Andrena N. Sasser/Monique D. Sasser
- Nikki's Ginger Tea LLC.
231 E. Grand Boulevard
Detroit, MI 48207
- Issuing Office:
- Detroit District Office
| || |
Department of Health and Human Services
|Public Health Service|
Food and Drug Administration
| ||Detroit District|
300 River Place
Detroit, Ml 48207
March 18, 2015
Ms. Monique D. Sasser
Owner and CEO
Nikki’s Ginger Tea, LLC
231 East Grand Boulevard
Detroit, MI 48207-3739
Dear Ms. Sasser,
The U.S. Food and Drug Administration (FDA) inspected your firm located at 231 East Grand Blvd., Detroit, MI on October 22, 27, and 28, 2014 and November 10, 2014. During the inspection you provided the investigators with labels for six of your finished juice products. The inspection revealed that the juice products you manufacture are adulterated within the meaning of section 402(a)(4) of the Federal Food, Drug, and Cosmetic Act (the Act) [21 U.S.C. § 342(a)(4)] in that they have been prepared, packed, or held under insanitary conditions whereby they may have been rendered injurious to health. During our inspection of your juice processing facility we found serious violations of the Juice HACCP regulation, Title 21, Code of Federal Regulations (CFR), Part 120, and the Current Good Manufacturing Practice regulation for foods, Title 21, CFR Part 110.
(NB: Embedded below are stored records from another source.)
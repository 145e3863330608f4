//! Wavefront OBJ statistics, parsed on the worker thread.

use std::fs::File;
use std::io::{BufRead, BufReader};
use std::path::Path;

use super::SceneError;
use super::scene::SceneInfo;
use crate::job::{JobContext, JobError};
use crate::trace::debug;

/// Lines between two cancel checks and progress reports.
const CHECK_EVERY: usize = 256;

/// Axis-aligned bounding box of all vertices.
#[derive(Debug, Clone, Copy, PartialEq)]
pub struct Bounds {
    pub min: [f64; 3],
    pub max: [f64; 3],
}

impl Bounds {
    fn point(p: [f64; 3]) -> Self {
        Self { min: p, max: p }
    }

    fn grow(&mut self, p: [f64; 3]) {
        for axis in 0..3 {
            self.min[axis] = self.min[axis].min(p[axis]);
            self.max[axis] = self.max[axis].max(p[axis]);
        }
    }

    #[must_use]
    pub fn size(&self) -> [f64; 3] {
        [
            self.max[0] - self.min[0],
            self.max[1] - self.min[1],
            self.max[2] - self.min[2],
        ]
    }
}

/// What the background load produces.
#[derive(Debug, Clone, Default, PartialEq)]
pub struct SceneModel {
    pub vertices: usize,
    pub texcoords: usize,
    pub normals: usize,
    pub faces: usize,
    /// Faces fanned into triangles.
    pub triangles: usize,
    /// `o` and `g` names in file order.
    pub objects: Vec<String>,
    pub bounds: Option<Bounds>,
}

/// Job body: parses the scene's model file, reporting progress in bytes.
///
/// # Errors
///
/// `Cancelled` when the flag is raised, `Execution` for unreadable or
/// malformed models.
pub fn load_model(info: &SceneInfo, ctx: &JobContext) -> Result<SceneModel, JobError> {
    let path = info.model_path();
    let file = File::open(&path).map_err(|source| {
        JobError::Execution(
            SceneError::Io {
                path: path.clone(),
                source,
            }
            .to_string(),
        )
    })?;
    let total = file
        .metadata()
        .map_or(0, |m| i64::try_from(m.len()).unwrap_or(i64::MAX));

    let label = format!("Loading model '{}'", info.model_file.display());
    let model = parse_obj(BufReader::new(file), &path, |read| {
        ctx.checkpoint()?;
        ctx.report(label.as_str(), read.min(total), 0, total);
        Ok(())
    })?;
    ctx.report(label, total, 0, total);
    debug!(
        path = %path.display(),
        vertices = model.vertices,
        faces = model.faces,
        "model parsed"
    );
    Ok(model)
}

/// Parses OBJ text. `on_chunk` receives the bytes consumed so far every
/// few hundred lines and may abort the parse.
///
/// # Errors
///
/// Anything `on_chunk` returns, read errors, and malformed statements as
/// `Execution` errors naming `origin` and the line.
pub fn parse_obj<R, F>(reader: R, origin: &Path, mut on_chunk: F) -> Result<SceneModel, JobError>
where
    R: BufRead,
    F: FnMut(i64) -> Result<(), JobError>,
{
    let mut model = SceneModel::default();
    let mut consumed: i64 = 0;
    let fail = |line: usize, reason: String| {
        JobError::Execution(
            SceneError::Model {
                path: origin.to_path_buf(),
                line,
                reason,
            }
            .to_string(),
        )
    };

    for (index, line) in reader.lines().enumerate() {
        let line_no = index + 1;
        if index % CHECK_EVERY == 0 {
            on_chunk(consumed)?;
        }
        let line = line.map_err(|e| fail(line_no, e.to_string()))?;
        consumed = consumed.saturating_add(i64::try_from(line.len() + 1).unwrap_or(i64::MAX));

        let mut fields = line.split_whitespace();
        let Some(keyword) = fields.next() else {
            continue;
        };
        match keyword {
            "v" => {
                let p = parse_coords(&mut fields).map_err(|r| fail(line_no, r))?;
                model.bounds = Some(match model.bounds {
                    Some(mut bounds) => {
                        bounds.grow(p);
                        bounds
                    }
                    None => Bounds::point(p),
                });
                model.vertices += 1;
            }
            "vt" => {
                fields
                    .next()
                    .and_then(|u| u.parse::<f64>().ok())
                    .ok_or_else(|| fail(line_no, "texture coordinate needs a u value".into()))?;
                model.texcoords += 1;
            }
            "vn" => {
                parse_coords(&mut fields).map_err(|r| fail(line_no, r))?;
                model.normals += 1;
            }
            "f" => {
                let mut corners = 0;
                for corner in fields {
                    check_corner(corner, &model).map_err(|r| fail(line_no, r))?;
                    corners += 1;
                }
                if corners < 3 {
                    return Err(fail(line_no, format!("face has {corners} vertices, need 3")));
                }
                model.faces += 1;
                model.triangles += corners - 2;
            }
            "o" | "g" => {
                let name = fields.collect::<Vec<_>>().join(" ");
                if !name.is_empty() {
                    model.objects.push(name);
                }
            }
            // comments, materials, smoothing groups, lines, points
            _ => {}
        }
    }
    on_chunk(consumed)?;
    Ok(model)
}

fn parse_coords<'a>(fields: &mut impl Iterator<Item = &'a str>) -> Result<[f64; 3], String> {
    let mut p = [0.0_f64; 3];
    for (axis, value) in p.iter_mut().enumerate() {
        let raw = fields
            .next()
            .ok_or_else(|| format!("expected 3 coordinates, got {axis}"))?;
        *value = raw
            .parse()
            .map_err(|_| format!("bad coordinate '{raw}'"))?;
        if !value.is_finite() {
            return Err(format!("bad coordinate '{raw}'"));
        }
    }
    Ok(p)
}

/// Validates one `v/vt/vn` reference against what has been read so far.
/// Negative indices count back from the most recent element.
fn check_corner(corner: &str, model: &SceneModel) -> Result<(), String> {
    let mut parts = corner.split('/');
    let limits = [model.vertices, model.texcoords, model.normals];
    for (slot, limit) in limits.into_iter().enumerate() {
        let Some(raw) = parts.next() else {
            break;
        };
        if raw.is_empty() && slot > 0 {
            continue;
        }
        let index: i64 = raw
            .parse()
            .map_err(|_| format!("bad face reference '{corner}'"))?;
        let limit = u64::try_from(limit).unwrap_or(u64::MAX);
        let valid = index != 0 && index.unsigned_abs() <= limit;
        if !valid {
            return Err(format!("face reference '{corner}' out of range"));
        }
    }
    Ok(())
}

#[cfg(test)]
mod tests {
    use super::*;

    fn parse(text: &str) -> Result<SceneModel, JobError> {
        parse_obj(text.as_bytes(), Path::new("model.obj"), |_| Ok(()))
    }

    const SHED_OBJ: &str = "\
# two triangles and a quad
o Ground
v 0 0 0
v 10 0 0
v 10 5 0
v 0 5 -2
vt 0 0
vn 0 0 1
f 1 2 3
f 1/1/1 3/1/1 4/1/1
g Roof Tiles
f -4 -3 -2 -1
";

    #[test]
    fn counts_statements() {
        let model = parse(SHED_OBJ).unwrap();
        assert_eq!(model.vertices, 4);
        assert_eq!(model.texcoords, 1);
        assert_eq!(model.normals, 1);
        assert_eq!(model.faces, 3);
        assert_eq!(model.triangles, 4);
        assert_eq!(model.objects, vec!["Ground", "Roof Tiles"]);
        let bounds = model.bounds.unwrap();
        assert_eq!(bounds.min, [0.0, 0.0, -2.0]);
        assert_eq!(bounds.max, [10.0, 5.0, 0.0]);
        assert_eq!(bounds.size(), [10.0, 5.0, 2.0]);
    }

    #[test]
    fn rejects_bad_references() {
        let err = parse("v 0 0 0\nv 1 0 0\nf 1 2 3\n").unwrap_err();
        assert_eq!(
            err.to_string(),
            "job failed: model.obj:3: face reference '3' out of range"
        );
        assert!(parse("v 0 0 0\nf 1 1\n").is_err());
        assert!(parse("v 0 0\n").is_err());
        assert!(parse("v 0 0 0\nv 0 1 0\nv 1 0 0\nf 1/2 2 3\n").is_err());
    }

    #[test]
    fn extreme_negative_reference_is_out_of_range() {
        let triangle = "v 0 0 0\nv 0 1 0\nv 1 0 0\n";
        let err = parse(&format!("{triangle}f -9223372036854775808 1 2\n")).unwrap_err();
        assert!(matches!(err, JobError::Execution(_)), "{err:?}");
        assert!(err.to_string().ends_with("out of range"), "{err}");

        let model = parse(&format!("{triangle}f -3 -2 -1\n")).unwrap();
        assert_eq!(model.faces, 1);
        assert!(parse(&format!("{triangle}f -4 1 2\n")).is_err());
    }

    #[test]
    fn empty_model_is_valid() {
        let model = parse("# nothing\n\n").unwrap();
        assert_eq!(model, SceneModel::default());
    }

    #[test]
    fn chunk_callback_can_abort() {
        let text = "v 0 0 0\n".repeat(CHECK_EVERY * 3);
        let mut calls = 0;
        let err = parse_obj(text.as_bytes(), Path::new("big.obj"), |consumed| {
            calls += 1;
            if calls == 2 {
                assert_eq!(consumed, (CHECK_EVERY * 8) as i64);
                return Err(JobError::Cancelled);
            }
            Ok(())
        })
        .unwrap_err();
        assert!(err.is_cancelled());
    }
}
During our inspection ending on November 10, 2014 we found you have serious violations of the Juice Hazard Analysis and Critical Control Point (HACCP) regulation – Title 21, Code of Federal Regulations, Part 120 (21 CFR Part 120). In accordance with 21 CFR 120.9, failure of a processor of juice products to have and implement a HACCP plan that complies with the requirements of 21 CFR Part 120, renders the juice products adulterated within the meaning of section 402(a)(4) of the Act [21 U.S.C §342(a)(4)]. Therefore, your ginger juice products are adulterated in that they have been prepared, packed, or held under insanitary conditions whereby they may have been rendered injurious to health.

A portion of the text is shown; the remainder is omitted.